Bayesian Inference for Partially Identified Models Exploring the Limits of Limited Data
Bayesian Inference for Partially Identified Models: Exploring the Limits of Limited Data shows how the Bayesian approach to inference is applicable to partially identified models (PIMs) and examines the performance of Bayesian procedures in partially identified contexts. Drawing on his many years of research in this area, the author presents a thorough overview of the statistical theory, properties, and applications of PIMs.

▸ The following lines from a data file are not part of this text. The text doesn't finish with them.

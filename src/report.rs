// ABOUTME: Report writer persisting the generated analysis as a dated markdown file
// ABOUTME: Creates the output directory when needed; write failures are output errors
//
// SPDX-License-Identifier: MIT OR Apache-2.0
// Copyright (c) 2025 Pierre Fitness Intelligence

use std::fs;
use std::path::{Path, PathBuf};

use chrono::NaiveDate;
use pierre_core::errors::{AppError, AppResult};
use tracing::info;

/// File name of the report for `date`: `training_analysis_YYYY-MM-DD.md`
#[must_use]
pub fn report_file_name(date: NaiveDate) -> String {
    format!("training_analysis_{}.md", date.format("%Y-%m-%d"))
}

/// Report document: a dated title followed by the completion verbatim
#[must_use]
pub fn render_report(content: &str, date: NaiveDate) -> String {
    format!(
        "# Training Analysis - {}\n\n{content}",
        date.format("%A, %B %d, %Y")
    )
}

/// Write the report into `output_dir`, replacing any report of the same day
///
/// # Errors
///
/// Returns a storage error if the directory cannot be created or the file written
pub fn write_report(output_dir: &Path, content: &str, date: NaiveDate) -> AppResult<PathBuf> {
    fs::create_dir_all(output_dir).map_err(|e| {
        AppError::storage(format!(
            "Failed to create output directory {}: {e}",
            output_dir.display()
        ))
    })?;

    let path = output_dir.join(report_file_name(date));
    fs::write(&path, render_report(content, date)).map_err(|e| {
        AppError::storage(format!("Failed to write report {}: {e}", path.display()))
    })?;

    info!(path = %path.display(), "Report saved");
    Ok(path)
}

The book first describes how reparameterization can assist in computing posterior quantities and providing insight into the properties of Bayesian estimators. It next compares partial identification and model misspecification, discussing which is the lesser of the two evils. The author then works through PIM examples in depth, examining the ramifications of partial identification in terms of how inferences change and the extent to which they sharpen as more data accumulate. He also explains how to characterize the value of information obtained from data in a partially identified context and explores some recent applications of PIMs. In the final chapter, the author shares his thoughts on the past and present state of research on partial identification.
This book helps readers understand how to use Bayesian methods for analyzing PIMs. Readers will recognize under what circumstances a posterior distribution on a target parameter will be usefully narrow versus uselessly wide.
Introduction. The Structure of Inference in Partially Identified Models. Partial Identification versus Model Misspecification. Models Involving Misclassification. Models Involving Instrumental Variables. Further Examples. Further Topics. Concluding Thoughts. Index.
"… In this little gem of a monograph, Paul Gustafson … argues that partially identified models should not be so quickly dismissed. … Gustafson has drawn together many discussions of identifiability from previous Bayesian analyses (including his own), which are not widely known in non-Bayesian circles. The writing is concise. The examples are simple and insightful. The reader need not be a Bayesian to appreciate this fine monograph."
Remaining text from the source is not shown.